### The task
Copy all lines of the listing that include the string "right".
[Start of Attachment]
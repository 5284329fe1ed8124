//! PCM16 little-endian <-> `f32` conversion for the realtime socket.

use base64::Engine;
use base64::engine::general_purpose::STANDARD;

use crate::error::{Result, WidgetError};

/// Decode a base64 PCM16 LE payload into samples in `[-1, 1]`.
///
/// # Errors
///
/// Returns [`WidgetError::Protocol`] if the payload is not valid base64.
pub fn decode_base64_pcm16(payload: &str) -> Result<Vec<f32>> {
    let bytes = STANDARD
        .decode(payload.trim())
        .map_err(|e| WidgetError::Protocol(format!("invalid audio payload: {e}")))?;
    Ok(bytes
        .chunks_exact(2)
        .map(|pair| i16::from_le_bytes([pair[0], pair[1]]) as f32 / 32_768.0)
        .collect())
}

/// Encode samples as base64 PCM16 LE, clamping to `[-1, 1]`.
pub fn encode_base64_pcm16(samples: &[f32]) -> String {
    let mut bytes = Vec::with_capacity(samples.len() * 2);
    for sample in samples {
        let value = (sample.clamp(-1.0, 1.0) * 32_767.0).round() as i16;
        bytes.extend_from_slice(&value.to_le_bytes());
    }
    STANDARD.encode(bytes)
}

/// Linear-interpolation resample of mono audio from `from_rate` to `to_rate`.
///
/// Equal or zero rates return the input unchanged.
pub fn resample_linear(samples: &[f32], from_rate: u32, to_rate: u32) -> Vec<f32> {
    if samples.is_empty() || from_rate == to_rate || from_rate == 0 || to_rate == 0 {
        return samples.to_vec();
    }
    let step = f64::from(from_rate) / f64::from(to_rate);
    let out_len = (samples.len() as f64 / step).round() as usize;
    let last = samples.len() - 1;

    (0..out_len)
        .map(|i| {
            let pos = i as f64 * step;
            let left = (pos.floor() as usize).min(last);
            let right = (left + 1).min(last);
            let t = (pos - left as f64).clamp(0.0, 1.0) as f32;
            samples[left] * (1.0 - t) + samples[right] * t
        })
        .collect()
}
[End of Attachment]
[Start of Attachment]
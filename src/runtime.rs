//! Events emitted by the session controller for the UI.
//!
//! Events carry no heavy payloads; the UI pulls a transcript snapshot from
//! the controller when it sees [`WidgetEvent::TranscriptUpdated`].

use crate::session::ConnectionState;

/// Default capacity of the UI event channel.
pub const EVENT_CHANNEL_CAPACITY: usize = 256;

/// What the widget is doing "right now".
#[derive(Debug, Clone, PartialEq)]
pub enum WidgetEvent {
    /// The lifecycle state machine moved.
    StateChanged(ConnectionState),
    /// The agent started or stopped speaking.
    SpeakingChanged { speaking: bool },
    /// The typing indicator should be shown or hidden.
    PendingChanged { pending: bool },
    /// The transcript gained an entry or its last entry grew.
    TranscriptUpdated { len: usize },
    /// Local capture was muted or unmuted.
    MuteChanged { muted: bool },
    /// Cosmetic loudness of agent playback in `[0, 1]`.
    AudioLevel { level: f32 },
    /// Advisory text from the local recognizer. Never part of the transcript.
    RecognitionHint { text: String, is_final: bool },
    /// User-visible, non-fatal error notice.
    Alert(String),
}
[End of Attachment]
[Start of Attachment]
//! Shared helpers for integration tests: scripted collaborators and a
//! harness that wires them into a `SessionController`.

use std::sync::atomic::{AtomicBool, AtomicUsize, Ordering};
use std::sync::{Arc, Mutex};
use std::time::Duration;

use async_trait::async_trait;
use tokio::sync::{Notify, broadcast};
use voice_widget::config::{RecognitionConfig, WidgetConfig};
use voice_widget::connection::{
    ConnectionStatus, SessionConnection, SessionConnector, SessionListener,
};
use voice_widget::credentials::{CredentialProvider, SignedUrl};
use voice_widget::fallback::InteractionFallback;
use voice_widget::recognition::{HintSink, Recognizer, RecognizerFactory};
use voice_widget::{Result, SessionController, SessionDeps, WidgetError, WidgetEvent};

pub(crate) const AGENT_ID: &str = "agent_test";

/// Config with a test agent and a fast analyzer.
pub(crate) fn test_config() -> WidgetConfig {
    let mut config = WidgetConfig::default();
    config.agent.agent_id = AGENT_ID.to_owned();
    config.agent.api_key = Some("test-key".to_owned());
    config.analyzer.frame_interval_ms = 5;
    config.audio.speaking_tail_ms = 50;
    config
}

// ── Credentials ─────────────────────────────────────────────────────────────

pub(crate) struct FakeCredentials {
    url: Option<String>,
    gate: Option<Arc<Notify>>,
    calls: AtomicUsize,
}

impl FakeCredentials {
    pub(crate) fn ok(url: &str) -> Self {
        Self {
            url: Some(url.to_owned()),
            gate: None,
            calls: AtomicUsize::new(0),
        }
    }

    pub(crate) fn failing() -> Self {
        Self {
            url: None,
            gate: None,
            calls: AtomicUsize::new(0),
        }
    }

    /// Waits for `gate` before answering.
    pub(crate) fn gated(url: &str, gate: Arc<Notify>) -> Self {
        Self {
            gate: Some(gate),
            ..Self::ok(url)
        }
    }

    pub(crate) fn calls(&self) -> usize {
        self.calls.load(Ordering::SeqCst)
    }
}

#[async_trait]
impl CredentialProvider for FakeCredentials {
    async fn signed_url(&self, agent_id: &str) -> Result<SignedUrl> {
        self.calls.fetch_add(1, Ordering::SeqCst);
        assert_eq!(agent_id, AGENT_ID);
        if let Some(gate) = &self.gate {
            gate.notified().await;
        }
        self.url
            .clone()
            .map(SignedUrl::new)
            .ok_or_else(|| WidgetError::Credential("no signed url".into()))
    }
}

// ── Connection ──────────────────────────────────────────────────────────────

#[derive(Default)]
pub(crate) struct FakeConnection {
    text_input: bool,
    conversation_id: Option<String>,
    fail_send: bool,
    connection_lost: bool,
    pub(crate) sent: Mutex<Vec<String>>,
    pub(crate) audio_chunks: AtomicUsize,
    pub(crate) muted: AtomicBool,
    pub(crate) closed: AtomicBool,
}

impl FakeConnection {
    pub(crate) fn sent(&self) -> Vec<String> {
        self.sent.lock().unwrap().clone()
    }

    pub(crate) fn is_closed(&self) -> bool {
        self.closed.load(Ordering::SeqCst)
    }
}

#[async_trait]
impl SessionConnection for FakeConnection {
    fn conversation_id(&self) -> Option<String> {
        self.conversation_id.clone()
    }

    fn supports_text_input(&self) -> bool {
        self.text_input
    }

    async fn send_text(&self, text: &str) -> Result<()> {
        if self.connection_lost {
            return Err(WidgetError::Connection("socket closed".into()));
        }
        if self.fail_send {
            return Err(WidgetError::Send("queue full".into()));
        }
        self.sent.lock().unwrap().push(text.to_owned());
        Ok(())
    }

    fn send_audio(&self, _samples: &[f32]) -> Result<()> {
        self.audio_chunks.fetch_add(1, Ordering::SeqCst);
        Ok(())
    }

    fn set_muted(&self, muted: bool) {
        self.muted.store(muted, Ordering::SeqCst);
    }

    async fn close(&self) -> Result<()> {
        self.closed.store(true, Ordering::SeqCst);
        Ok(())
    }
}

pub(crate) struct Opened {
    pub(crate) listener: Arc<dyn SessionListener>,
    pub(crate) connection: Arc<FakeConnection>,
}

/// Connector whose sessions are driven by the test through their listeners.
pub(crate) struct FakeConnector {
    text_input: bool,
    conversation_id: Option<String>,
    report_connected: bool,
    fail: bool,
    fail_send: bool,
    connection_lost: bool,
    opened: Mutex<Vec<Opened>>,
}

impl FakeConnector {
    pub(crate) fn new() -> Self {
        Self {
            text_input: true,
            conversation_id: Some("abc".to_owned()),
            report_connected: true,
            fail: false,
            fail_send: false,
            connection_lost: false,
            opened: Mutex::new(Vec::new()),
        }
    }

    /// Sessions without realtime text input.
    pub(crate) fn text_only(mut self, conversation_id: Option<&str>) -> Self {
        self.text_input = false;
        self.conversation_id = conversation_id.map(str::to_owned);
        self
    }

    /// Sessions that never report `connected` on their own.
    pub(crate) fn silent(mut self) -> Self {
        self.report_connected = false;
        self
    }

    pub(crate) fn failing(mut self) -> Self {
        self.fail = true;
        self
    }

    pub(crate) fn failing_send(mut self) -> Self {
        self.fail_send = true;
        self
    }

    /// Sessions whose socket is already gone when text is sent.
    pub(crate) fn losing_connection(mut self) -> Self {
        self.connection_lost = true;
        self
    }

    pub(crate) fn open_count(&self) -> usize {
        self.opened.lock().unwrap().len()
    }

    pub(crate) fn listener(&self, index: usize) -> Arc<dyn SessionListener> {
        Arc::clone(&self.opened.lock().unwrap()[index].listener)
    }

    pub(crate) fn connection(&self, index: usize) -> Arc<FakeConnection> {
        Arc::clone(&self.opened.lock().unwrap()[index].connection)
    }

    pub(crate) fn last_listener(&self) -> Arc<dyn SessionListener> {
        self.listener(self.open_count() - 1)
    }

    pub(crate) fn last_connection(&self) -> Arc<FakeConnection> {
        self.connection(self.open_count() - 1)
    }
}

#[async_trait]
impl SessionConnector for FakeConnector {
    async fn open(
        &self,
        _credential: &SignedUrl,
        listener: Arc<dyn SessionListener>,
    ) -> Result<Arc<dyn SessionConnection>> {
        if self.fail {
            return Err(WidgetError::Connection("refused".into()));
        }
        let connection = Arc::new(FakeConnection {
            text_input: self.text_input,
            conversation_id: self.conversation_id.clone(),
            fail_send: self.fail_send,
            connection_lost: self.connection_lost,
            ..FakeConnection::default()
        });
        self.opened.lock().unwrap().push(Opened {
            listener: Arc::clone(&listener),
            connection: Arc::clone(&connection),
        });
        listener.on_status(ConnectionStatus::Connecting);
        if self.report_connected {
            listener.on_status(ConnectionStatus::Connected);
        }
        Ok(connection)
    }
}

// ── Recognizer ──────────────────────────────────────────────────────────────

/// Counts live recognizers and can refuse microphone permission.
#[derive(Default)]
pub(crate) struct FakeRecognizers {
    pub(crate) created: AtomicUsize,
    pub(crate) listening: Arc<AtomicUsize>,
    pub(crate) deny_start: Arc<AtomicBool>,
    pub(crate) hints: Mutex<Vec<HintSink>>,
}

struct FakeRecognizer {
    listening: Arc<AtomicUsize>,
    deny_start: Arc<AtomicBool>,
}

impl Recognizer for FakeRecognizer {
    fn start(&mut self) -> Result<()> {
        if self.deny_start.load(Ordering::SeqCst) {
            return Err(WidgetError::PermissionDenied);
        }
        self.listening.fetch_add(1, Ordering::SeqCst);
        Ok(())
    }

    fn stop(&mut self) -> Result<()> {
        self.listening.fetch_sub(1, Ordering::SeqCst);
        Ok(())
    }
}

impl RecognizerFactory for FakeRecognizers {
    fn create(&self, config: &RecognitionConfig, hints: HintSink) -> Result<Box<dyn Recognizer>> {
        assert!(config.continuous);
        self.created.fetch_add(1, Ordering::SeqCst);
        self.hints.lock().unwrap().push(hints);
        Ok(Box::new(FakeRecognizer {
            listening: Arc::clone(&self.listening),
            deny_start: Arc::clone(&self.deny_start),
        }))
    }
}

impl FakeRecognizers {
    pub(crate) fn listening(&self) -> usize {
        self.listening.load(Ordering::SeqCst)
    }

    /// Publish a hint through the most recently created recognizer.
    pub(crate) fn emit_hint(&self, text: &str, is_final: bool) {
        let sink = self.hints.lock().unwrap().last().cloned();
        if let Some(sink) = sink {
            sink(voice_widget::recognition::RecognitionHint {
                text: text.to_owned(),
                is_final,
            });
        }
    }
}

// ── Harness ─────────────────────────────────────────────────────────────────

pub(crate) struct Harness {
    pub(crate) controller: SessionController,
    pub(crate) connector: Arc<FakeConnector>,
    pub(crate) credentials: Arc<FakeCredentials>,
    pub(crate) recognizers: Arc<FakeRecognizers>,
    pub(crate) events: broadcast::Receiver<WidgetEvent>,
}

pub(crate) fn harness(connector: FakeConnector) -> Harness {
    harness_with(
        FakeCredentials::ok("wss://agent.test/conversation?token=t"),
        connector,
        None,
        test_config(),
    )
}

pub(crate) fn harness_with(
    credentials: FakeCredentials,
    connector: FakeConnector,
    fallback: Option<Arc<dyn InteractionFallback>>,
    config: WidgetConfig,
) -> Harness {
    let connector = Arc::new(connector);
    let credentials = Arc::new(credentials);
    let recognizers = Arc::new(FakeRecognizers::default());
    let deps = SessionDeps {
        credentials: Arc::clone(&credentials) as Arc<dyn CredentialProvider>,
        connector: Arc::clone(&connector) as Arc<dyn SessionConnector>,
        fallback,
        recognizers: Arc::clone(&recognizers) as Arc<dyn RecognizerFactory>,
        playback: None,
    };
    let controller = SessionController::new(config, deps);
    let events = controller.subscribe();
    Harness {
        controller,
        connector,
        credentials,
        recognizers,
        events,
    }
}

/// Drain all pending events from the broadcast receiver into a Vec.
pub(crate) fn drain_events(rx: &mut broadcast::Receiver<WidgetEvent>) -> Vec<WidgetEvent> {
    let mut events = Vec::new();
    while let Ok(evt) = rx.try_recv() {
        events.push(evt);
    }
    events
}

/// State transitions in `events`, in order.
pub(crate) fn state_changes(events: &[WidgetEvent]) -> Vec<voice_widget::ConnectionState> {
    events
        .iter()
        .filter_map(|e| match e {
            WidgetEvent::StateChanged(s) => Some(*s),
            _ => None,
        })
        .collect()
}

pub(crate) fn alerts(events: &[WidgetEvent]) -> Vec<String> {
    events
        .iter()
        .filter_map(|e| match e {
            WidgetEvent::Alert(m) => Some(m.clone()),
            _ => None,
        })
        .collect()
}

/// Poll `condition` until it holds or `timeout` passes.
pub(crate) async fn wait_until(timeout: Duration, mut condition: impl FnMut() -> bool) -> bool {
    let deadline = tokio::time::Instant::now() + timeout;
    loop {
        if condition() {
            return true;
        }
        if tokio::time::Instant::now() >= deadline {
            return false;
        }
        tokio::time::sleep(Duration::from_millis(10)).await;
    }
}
[End of Attachment]
### Problem solution
            let right = (left + 1).min(last);
            samples[left] * (1.0 - t) + samples[right] * t
/// What the widget is doing "right now".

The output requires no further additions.